Modeling Autler-Townes splitting and acoustically induced transparency in a waveguide loaded with resonant channels

We study acoustic wave propagation in a waveguide loaded with two resonant side-branch channels. In the low-frequency regime, one-dimensional models are derived in which the effect of the channels are reduced to jump conditions across the junction. When the separation distance is on the scale of the wavelength, which is the case that is usually considered, the jump conditions involve a single channel and acoustically induced transparency occurs due to out-of-phase interferences between the two junctions. In contrast, when the separation distance is subwavelength, a single junction has to be considered and the jump conditions account for the evanescent field coupling the two channels. Such channel pairs can scatter as a dipole, resulting in perfect transmission due to Autler-Townes splitting. We show that combining the two mechanisms offers additional degrees of freedom to control the transmission spectra.

Automated summary

This study investigates the acoustic wave propagation in a waveguide with two resonant side-branch channels.

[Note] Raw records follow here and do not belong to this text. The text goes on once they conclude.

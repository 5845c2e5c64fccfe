//! Move records: the per-game history of applied moves.
//!
//! Every applied move leaves a `MoveRecord` stamped with the move's
//! resolved name, the phase and player it was proposed in, and the state
//! version it produced. Progression matching replays the suffix of this
//! history since the most recent phase transition.

use serde::{Deserialize, Serialize};

use super::phase::PhaseId;
use super::player::PlayerId;

/// A recorded move with metadata for history tracking.
///
/// Used for:
/// - Progression matching (which moves happened this phase, in order)
/// - Round-robin re-entry guards (what was the last move?)
/// - Replay/debugging
#[derive(Clone, Debug, PartialEq, Eq, Serialize, Deserialize)]
pub struct MoveRecord {
    /// Resolved name of the applied move.
    pub name: String,

    /// The phase the move was proposed in (captured before apply, so a
    /// phase-changing move is recorded under the phase it left).
    pub phase: PhaseId,

    /// The player who proposed the move.
    pub player: PlayerId,

    /// State version this move produced.
    pub version: u64,
}

impl MoveRecord {
    /// Create a new move record.
    #[must_use]
    pub fn new(name: impl Into<String>, phase: PhaseId, player: PlayerId, version: u64) -> Self {
        Self {
            name: name.into(),
            phase,
            player,
            version,
        }
    }
}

The impact of the channels is reduced to jump conditions across the junction in one-dimensional models. When the separation distance is on the scale of the wavelength, out-of-phase interferences between the two junctions lead to acoustically induced transparency. On the other hand, when the separation distance is subwavelength, the evanescent field coupling the two channels accounts for perfect transmission due to Autler-Townes splitting.